Drugmakers would rather lead their own take-back programs than comply with local or state mandates, said Priscilla VanderVeer, of the Pharmaceutical Research and Manufacturers of America, a plaintiff in the Alameda case.
Because drugmakers sell across the country, meeting the customized disposal requirements of local programs is complicated, VanderVeer said. There are also more effective ways to get rid of the medicines, she said, like at-home disposal or returning unwanted drugs using special envelopes with carbon lining.
“That’s just a financial and logistical nightmare for something that’s not necessarily going to be effective, or secure or environmentally helpful,” she said.
Public Health Crisis
Take-back advocates want to get unused opioid painkillers and other highly addictive medications out of circulation so they cannot be abused or sold to recreational users.
Scheele, the Nebraska pharmacist, has begun to use secure lockboxes where customers can return their controlled medications under the new DEA rules. He said he was apprehensive about adding a lockbox, on top of his existing efforts, because it would bring excess amounts of highly desired drugs to his pharmacies. But the security of the metal boxes, which are bolted to the floor and the wall, has diminished that concern.
“I’m really glad to see this stuff get out of the community,” he said, noting that he would continue to use the lockboxes even if the funding for Nebraska’s program disappeared.
About 110 Americans die each day from a drug overdose. More than half of those deaths are attributed to opioids, including painkillers. And 70 percent of people who misuse painkillers report getting the drugs from a friend or a relative.
Marcia Mueting, with the Nebraska Pharmacists Association, said it makes sense for patients to return unused medications to pharmacies because they have relationships with their pharmacists, who can inquire about why a patient did not finish a medication and potentially identify adverse reactions.
“At the point when you decide that I no longer want this medication in my home, you should be able to take it somewhere,” she said.
More than half of Nebraska’s 500 pharmacies are doing take-backs. The program began in Lincoln and Lancaster County in 2012 and went statewide earlier this year. Since 2012, more than 14,800 pounds of drugs have been taken back.
Many participating pharmacies are small and independently owned. Some larger pharmacy chains have rules that prevent them from collecting the drugs, Mueting said.
VanderVeer argued that take-back programs are not a panacea and patients won’t be willing to make frequent trips to a pharmacy with their medications.
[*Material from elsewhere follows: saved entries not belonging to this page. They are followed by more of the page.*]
use serde::{Deserialize, Serialize};

#[derive(Debug, Clone, Copy, PartialEq, Eq, Serialize, Deserialize)]
pub struct Viewport {
    pub width: u32,
    pub height: u32,
}

impl Viewport {
    #[must_use]
    pub fn new(width: u32, height: u32) -> Self {
        Self { width, height }
    }

    #[must_use]
    pub fn is_valid(self) -> bool {
        self.width > 0 && self.height > 0
    }
}
use thiserror::Error;

pub type TimelineResult<T> = Result<T, TimelineError>;

#[derive(Debug, Error)]
pub enum TimelineError {
    #[error("invalid viewport size: width={width}, height={height}")]
    InvalidViewport { width: u32, height: u32 },

    #[error("invalid config: {0}")]
    InvalidConfig(String),

    #[error("invalid data: {0}")]
    InvalidData(String),

    #[error("render backend failure: {0}")]
    Backend(String),
}
use crate::error::TimelineResult;
use crate::render::{RenderFrame, Renderer};

/// No-op renderer used by tests and headless engine usage.
///
/// It still validates frame content so tests can catch invalid geometry
/// without a drawing backend, and keeps the last frame for inspection.
#[derive(Debug, Default)]
pub struct NullRenderer {
    pub last_line_count: usize,
    pub last_text_count: usize,
    pub frames_rendered: usize,
    pub last_frame: Option<RenderFrame>,
}

impl Renderer for NullRenderer {
    fn render(&mut self, frame: &RenderFrame) -> TimelineResult<()> {
        frame.validate()?;
        self.last_line_count = frame.lines().count();
        self.last_text_count = frame.texts().count();
        self.frames_rendered += 1;
        self.last_frame = Some(frame.clone());
        Ok(())
    }
}
use chrono::NaiveDateTime;

use crate::core::{DAY_MINUTES, Viewport, WeekdayLocale, minutes_since_midnight};
use crate::render::{
    CanvasLayerKind, EllipsePrimitive, FontWeight, LinePrimitive, RectPrimitive, RenderFrame,
    TextHAlign, TextPrimitive, TextRun, TextVAlign,
};

use super::label_format::{day_header_parts, hour_label, now_marker_label, selection_label};
use super::{SlidingWindowManager, StickyHeaderState, StickyHeaderTracker, TimelineStyle};

/// Extra band above and below the viewport in which elements are still
/// emitted, so labels hanging off a gridline are not clipped early.
const CULL_MARGIN_PX: f64 = 24.0;
const NOW_LABEL_OFFSET_PX: f64 = 6.0;
const SELECTION_LABEL_GAP_PX: f64 = 4.0;

/// Everything one frame depends on.
#[derive(Debug, Clone, Copy)]
pub struct FrameInputs<'a> {
    pub viewport: Viewport,
    pub scroll_top: f64,
    pub manager: &'a SlidingWindowManager,
    pub style: TimelineStyle,
    pub locale: WeekdayLocale,
    pub now: NaiveDateTime,
    /// Long-press selection to mark, if one is live.
    pub selection: Option<NaiveDateTime>,
}

/// Builds the layered frame in viewport coordinates.
#[must_use]
pub fn build_render_frame(inputs: &FrameInputs<'_>) -> RenderFrame {
    let headers = StickyHeaderTracker::track(inputs.manager, inputs.scroll_top);
    build_render_frame_with_headers(inputs, &headers)
}

#[must_use]
pub fn build_render_frame_with_headers(
    inputs: &FrameInputs<'_>,
    headers: &StickyHeaderState,
) -> RenderFrame {
    let mut frame = RenderFrame::new(inputs.viewport);
    let width = f64::from(inputs.viewport.width);
    let height = f64::from(inputs.viewport.height);
    let style = inputs.style;

    frame
        .push_layer(CanvasLayerKind::Background)
        .rects
        .push(RectPrimitive::new(0.0, 0.0, width, height, style.background_color));

    push_grid(&mut frame, inputs, width, height);
    push_now_marker(&mut frame, inputs, width, height);
    push_selection(&mut frame, inputs, width, height);
    push_day_headers(&mut frame, inputs, headers, width, height);

    frame
}

fn is_visible(view_y: f64, height: f64) -> bool {
    view_y >= -CULL_MARGIN_PX && view_y <= height + CULL_MARGIN_PX
}

fn push_grid(frame: &mut RenderFrame, inputs: &FrameInputs<'_>, width: f64, height: f64) {
    let mapper = inputs.manager.mapper();
    let scale = mapper.scale();
    let style = inputs.style;
    let line_end = width - style.right_inset_px;
    let total_hours = mapper.total_days() * 24;
    let layer = frame.push_layer(CanvasLayerKind::Grid);

    for hour in 0..=total_hours {
        let view_y = mapper.y_for_minutes(hour as f64 * 60.0) - inputs.scroll_top;

        if is_visible(view_y, height) {
            layer.lines.push(LinePrimitive::horizontal(
                view_y,
                scale.left_pad,
                line_end,
                style.grid_line_width,
                style.hour_line_color,
            ));
            layer.texts.push(TextPrimitive::new(
                hour_label(hour),
                style.label_inset_px,
                view_y + style.hour_label_baseline_offset_px,
                style.hour_label_font_size_px,
                style.hour_label_color,
                TextHAlign::Left,
            ));
        }

        if hour == 0 || hour == total_hours {
            continue;
        }
        let half_y = view_y + 30.0 * scale.minute_height;
        if is_visible(half_y, height) {
            layer.lines.push(LinePrimitive::horizontal(
                half_y,
                scale.left_pad + style.half_hour_indent_px,
                line_end,
                style.grid_line_width,
                style.half_hour_line_color,
            ));
        }
    }
}

fn push_now_marker(frame: &mut RenderFrame, inputs: &FrameInputs<'_>, width: f64, height: f64) {
    let window = inputs.manager.window();
    let Some(day_offset) = window.index_of(inputs.now.date()) else {
        return;
    };

    let mapper = inputs.manager.mapper();
    let scale = mapper.scale();
    let style = inputs.style;
    let minutes =
        day_offset as f64 * DAY_MINUTES + minutes_since_midnight(inputs.now.time(), true);
    let view_y = mapper.y_for_minutes(minutes) - inputs.scroll_top;
    if !is_visible(view_y, height) {
        return;
    }

    let layer = frame.push_layer(CanvasLayerKind::NowMarker);
    layer.lines.push(LinePrimitive::horizontal(
        view_y,
        scale.left_pad,
        width - style.right_inset_px,
        style.now_line_width,
        style.now_color,
    ));
    layer.ellipses.push(EllipsePrimitive::circle(
        scale.left_pad,
        view_y,
        style.now_dot_radius,
        style.now_color,
    ));
    layer.texts.push(TextPrimitive::new(
        now_marker_label(inputs.now.time()),
        scale.left_pad + NOW_LABEL_OFFSET_PX,
        view_y - NOW_LABEL_OFFSET_PX,
        style.now_label_font_size_px,
        style.now_color,
        TextHAlign::Left,
    ));
}

/// Hour-tall band centred on the selected time, a line at the exact moment
/// and an `HH시 MM분` label above the band.
fn push_selection(frame: &mut RenderFrame, inputs: &FrameInputs<'_>, width: f64, height: f64) {
    let Some(selected) = inputs.selection else {
        return;
    };
    let window = inputs.manager.window();
    let Some(day_offset) = window.index_of(selected.date()) else {
        return;
    };

    let mapper = inputs.manager.mapper();
    let scale = mapper.scale();
    let style = inputs.style;
    let hour_height = 60.0 * scale.minute_height;
    let minutes = day_offset as f64 * DAY_MINUTES + minutes_since_midnight(selected.time(), true);
    let content_y = mapper.y_for_minutes(minutes);
    let band_top = (content_y - hour_height / 2.0).max(0.0) - inputs.scroll_top;
    let view_y = content_y - inputs.scroll_top;
    if band_top + hour_height < -CULL_MARGIN_PX || band_top > height + CULL_MARGIN_PX {
        return;
    }

    let line_end = width - style.right_inset_px;
    let layer = frame.push_layer(CanvasLayerKind::Selection);
    layer.rects.push(RectPrimitive::new(
        scale.left_pad,
        band_top,
        (line_end - scale.left_pad).max(0.0),
        hour_height,
        style.selection_band_color,
    ));
    layer.lines.push(LinePrimitive::horizontal(
        view_y,
        scale.left_pad,
        line_end,
        style.selection_line_width,
        style.selection_color,
    ));
    layer.texts.push(TextPrimitive::new(
        selection_label(selected.time(), inputs.locale),
        scale.left_pad + style.label_inset_px,
        band_top - SELECTION_LABEL_GAP_PX,
        style.selection_label_font_size_px,
        style.selection_color,
        TextHAlign::Left,
    ));
}

fn push_day_headers(
    frame: &mut RenderFrame,
    inputs: &FrameInputs<'_>,
    headers: &StickyHeaderState,
    width: f64,
    height: f64,
) {
    let bar_height = inputs.manager.mapper().scale().day_bar_height;
    let style = inputs.style;

    for placement in &headers.placements {
        let view_y = placement.y - inputs.scroll_top;
        if view_y + bar_height < 0.0 || view_y > height {
            continue;
        }

        let (date_part, weekday_part) = day_header_parts(placement.date, inputs.locale);
        let layer = frame.push_layer(CanvasLayerKind::DayHeader);
        layer.rects.push(RectPrimitive::new(
            0.0,
            view_y,
            width,
            bar_height,
            style.header_fill_color,
        ));
        layer.texts.push(
            TextPrimitive::new(
                date_part,
                style.label_inset_px,
                view_y + bar_height / 2.0,
                style.header_font_size_px,
                style.header_text_color,
                TextHAlign::Left,
            )
            .with_weight(FontWeight::Bold)
            .with_run(TextRun::new(
                weekday_part,
                style.weekday_font_size_px(),
                FontWeight::Normal,
            ))
            .with_v_align(TextVAlign::Middle),
        );
    }
}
The industry would rather focus on educating consumers about at-home disposal, she said.
“It’s sort of like recycling: the easier you make it for people, the more likely they are to comply,” VanderVeer said.
The U.S. Food and Drug Administration advises that some medications can be flushed down toilets or sinks, but that others should be removed from their original containers and mixed with undesirable substances like used coffee grounds or cat litter (to deter people from using them) and then sealed in a plastic bag before being thrown away.
Environmental Impact
Sealing and disposing of medications in the trash is supposed to be safe, but studies have found that even treated liquid waste from landfills still contains contaminants, and that drugs in water supplies are affecting fish.
It is unclear just how much groundwater contamination comes from flushed drugs versus human waste, said Cindy Kreifels, an executive at the Groundwater Foundation, a Nebraska nonprofit.
“Obviously we need to get the pharmaceuticals out of all water bodies,” she said, and take-back programs are important because the first step in cleaning up groundwater is getting people not to flush their medications.
Kreifels said there had not been any studies of contamination in Nebraska’s water since the take-backs began in 2012.